(Directions for this task) Copy exactly, please, each line of the data below until the line that contains "pub fn initialize<E: ExtensionLibrary>()" has been copied, beginning at the top.

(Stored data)
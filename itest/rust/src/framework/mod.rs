/*
 * Copyright (c) godot-rust; Bromeon and contributors.
 * This Source Code Form is subject to the terms of the Mozilla Public
 * License, v. 2.0. If a copy of the MPL was not distributed with this
 * file, You can obtain one at https://mozilla.org/MPL/2.0/.
 */

use std::panic;
use std::sync::Once;

use gdinterop::init::ExtensionLibrary;

pub mod engine;

/// Extension used by tests that do not register anything of their own.
pub struct IntegrationTests;

impl ExtensionLibrary for IntegrationTests {}

/// Connects the library to the in-process engine, once per test binary.
///
/// Every test calls this first; the first caller's `E` wins, so a test binary should stick to one extension type.
pub fn initialize<E: ExtensionLibrary>() {
    static INIT: Once = Once::new();

    INIT.call_once(|| {
        // SAFETY: the engine double provides all interface functions with their C signatures; runs once per process.
        let ok = unsafe { gdinterop::init::initialize::<E>(engine::get_proc_address, engine::library()) };
        assert!(ok, "failed to initialize gdinterop against the engine double");
    });
}

// ----------------------------------------------------------------------------------------------------------------------------------------------
// Toolbox for tests

pub fn expect_panic(context: &str, code: impl FnOnce()) {
    // Generally, types should be unwind safe, and this helps ergonomics in testing (especially around &mut in expect_panic closures).
    let code = panic::AssertUnwindSafe(code);
    let panic = panic::catch_unwind(code);

    assert!(
        panic.is_err(),
        "code should have panicked but did not: {context}",
    );
}

/// Messages printed while `code` runs whose text contains `needle`.
///
/// Tests run in parallel, so other tests' messages may interleave; filter by a needle unique to the test.
pub fn messages_during(needle: &str, code: impl FnOnce()) -> Vec<engine::Message> {
    let before = engine::messages().len();
    code();

    engine::messages()
        .into_iter()
        .skip(before)
        .filter(|message| message.text().contains(needle))
        .collect()
}
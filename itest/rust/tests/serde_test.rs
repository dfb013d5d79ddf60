/*
 * Copyright (c) godot-rust; Bromeon and contributors.
 * This Source Code Form is subject to the terms of the Mozilla Public
 * License, v. 2.0. If a copy of the MPL was not distributed with this
 * file, You can obtain one at https://mozilla.org/MPL/2.0/.
 */

#![cfg(feature = "serde")]

use std::fmt::Debug;

use gdinterop::builtin::*;
use gdinterop::meta::Marshal;
use itest::framework::{IntegrationTests, initialize};
use serde::Serialize;
use serde::de::DeserializeOwned;

fn serde_roundtrip<T>(value: &T, expected_json: &str)
where
    T: Serialize + DeserializeOwned + PartialEq + Debug,
{
    let json = serde_json::to_string(value).expect("serialize");
    assert_eq!(json, expected_json);

    let back: T = serde_json::from_str(&json).expect("deserialize");
    assert_eq!(&back, value);
}

#[test]
fn serde_vectors() {
    serde_roundtrip(&Vector2::new(1.5, -2.0), r#"{"x":1.5,"y":-2.0}"#);
    serde_roundtrip(&Vector3i::new(1, 2, 3), r#"{"x":1,"y":2,"z":3}"#);
    serde_roundtrip(&Vector4::ZERO, r#"{"x":0.0,"y":0.0,"z":0.0,"w":0.0}"#);
}

#[test]
fn serde_geometry() {
    serde_roundtrip(
        &Rect2::new(Vector2::new(0.0, 1.0), Vector2::new(2.0, 3.0)),
        r#"{"position":{"x":0.0,"y":1.0},"size":{"x":2.0,"y":3.0}}"#,
    );
    serde_roundtrip(
        &Color::from_rgba(1.0, 0.5, 0.25, 1.0),
        r#"{"r":1.0,"g":0.5,"b":0.25,"a":1.0}"#,
    );
}

#[test]
fn serde_boxed_values() {
    let transform = Transform3D::new(Basis::IDENTITY, Vector3::new(1.0, 2.0, 3.0));
    let json = serde_json::to_string(&transform).expect("serialize");
    let back: Transform3D = serde_json::from_str(&json).expect("deserialize");
    assert_eq!(back, transform);

    let projection: Projection = serde_json::from_str(&serde_json::to_string(&Projection::IDENTITY).expect("serialize"))
        .expect("deserialize");
    assert_eq!(projection, Projection::IDENTITY);
}

#[test]
fn serde_half() {
    let half = Half::from_f32(0.5);
    let back: Half = serde_json::from_str(&serde_json::to_string(&half).expect("serialize")).expect("deserialize");
    assert_eq!(back, half);
    assert_eq!(back.to_f32(), 0.5);
}

#[test]
fn deserialized_value_marshals() {
    initialize::<IntegrationTests>();

    let aabb: Aabb = serde_json::from_str(
        r#"{"position":{"x":1.0,"y":2.0,"z":3.0},"size":{"x":4.0,"y":5.0,"z":6.0}}"#,
    )
    .expect("deserialize");

    let variant = aabb.to_variant();
    assert_eq!(variant.get_type(), VariantType::Aabb);
    assert_eq!(variant.to::<Aabb>(), aabb);
}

(Written solution)
filename itest/rust/src/framework/mod.rs
/*
 * Copyright (c) godot-rust; Bromeon and contributors.
 * This Source Code Form is subject to the terms of the Mozilla Public
 * License, v. 2.0. If a copy of the MPL was not distributed with this
 * file, You can obtain one at https://mozilla.org/MPL/2.0/.
 */

use std::panic;
use std::sync::Once;

use gdinterop::init::ExtensionLibrary;

pub mod engine;

/// Extension used by tests that do not register anything of their own.
pub struct IntegrationTests;

impl ExtensionLibrary for IntegrationTests {}

/// Connects the library to the in-process engine, once per test binary.
///
/// Every test calls this first; the first caller's `E` wins, so a test binary should stick to one extension type.
pub fn initialize<E: ExtensionLibrary>() {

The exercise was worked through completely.